Joe Cain returned Mardi Gras to Mobile

  Though Mardi Gras had been celebrated for nearly a century and a half in both New Orleans, Louisiana and Mobile, Alabama, as with many things, the Civil War had nearly ended this celebration permanently. Though no one ever gets to know what might have been, one thing is certain, Mardi Gras was no longer being celebrated once the long and gruesome war had come to end.

  To set the stage for what was occurring in the deep south at the end of this period of history, one must realize that what had been a thriving, jubilant society had come to a sudden and final death. The society of southern planters was in mourning for their fathers, sons, and husbands, and life as they had known it had been irrevocably altered. The south was occupied by an invading army and reflected this occupation in every facet of life.

  The year was 1866 and being deep in the heart of the south and a major seaport, Mobile was, of course, one of these cities that was forced to endure occupation by Union forces. Possibly to liven up the morose atmosphere of the city or out of spite for the Union soldiers that could be found loitering on most of the street corners of downtown Mobile, a group of gentlemen, led by one Joseph Stillwell Cain, came up with the idea to recreate the parades of old. A coal wagon was quickly commandeered from a nearby business and Joseph Cain, dressed as a fictional Chickasaw chief, led the impromptu parade down the streets of Mobile the day before Ash Wednesday.

  The snub of the Union troops was intentional since it was believed that the Chickasaw tribe had never been defeated in battle. Needless to say, the Union troops were not amused, but the snub proved to be the spark that Mobile needed to rekindle the flames of life. Since that time, the city of Mobile has continued the celebration of Mardi Gras and has not forgotten the man who gave it back to them.
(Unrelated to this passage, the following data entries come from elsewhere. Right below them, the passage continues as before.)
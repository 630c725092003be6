/// Represents either success(T) or an failure ([`OracleError`])
pub type Result<T> = std::result::Result<T, OracleError>;

/// Represents an error which has occured while driving a cipher or AEAD primitive.
///
/// Every failure is scoped to the single call which produced it.
#[derive(PartialEq, Eq, Debug, thiserror::Error)]
pub enum OracleError {
    /// the algorithm identifier is not part of the supported set
    #[error("Unknown algorithm identifier {0:?}")]
    NotFound(String),

    /// a supplied IV does not match the length the cipher mode requires
    #[error("IV of {actual} bytes given, cipher requires {expected} bytes")]
    IvLengthMismatch { expected: usize, actual: usize },

    /// the primitive rejected its configuration, e.g. an unsupported key or tag length
    #[error("Failed to set up the cipher context")]
    SetupFailure,

    /// the primitive failed to transform the input
    #[error("Failed to process the input")]
    UpdateFailure,

    /// the primitive failed to finish the operation or produced an output of unexpected length
    #[error("Failed to finalize the cipher operation")]
    FinalizeFailure,

    /// the AEAD seal operation failed
    #[error("Failed to seal")]
    SealFailure,

    /// the AEAD open operation failed, either the tag did not verify or the plaintext length mismatched
    #[error("Failed to authenticate")]
    AuthenticationFailure,
}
  On the Sunday before Mardi Gras day every year, Joe Cain is remembered for his gift. In fact, the city named the day after him. First, there is a parade of sorts followed by a procession of mysterious women dressed in widow's mourning. These heavily veiled creatures are known only to themselves but profess to each have been married to Mr. Cain at some point. The processional continues until it arrives at the cemetery in which Joseph Cain's body is interred. After a period of good-natured bickering among the widows, with each declaring that she was the favorite wife of Joe Cain, flowers are laid at his grave and the city pays tribute to the gentleman that gave brought Mardi Gras back to life.

  It is quite a unique sight to see the widows and the processional. If ever you find yourself in Mobile, Alabama on the weekend preceding Mardi Gras day, pay a visit to downtown Mobile. It's an experience that can't be had anywhere else.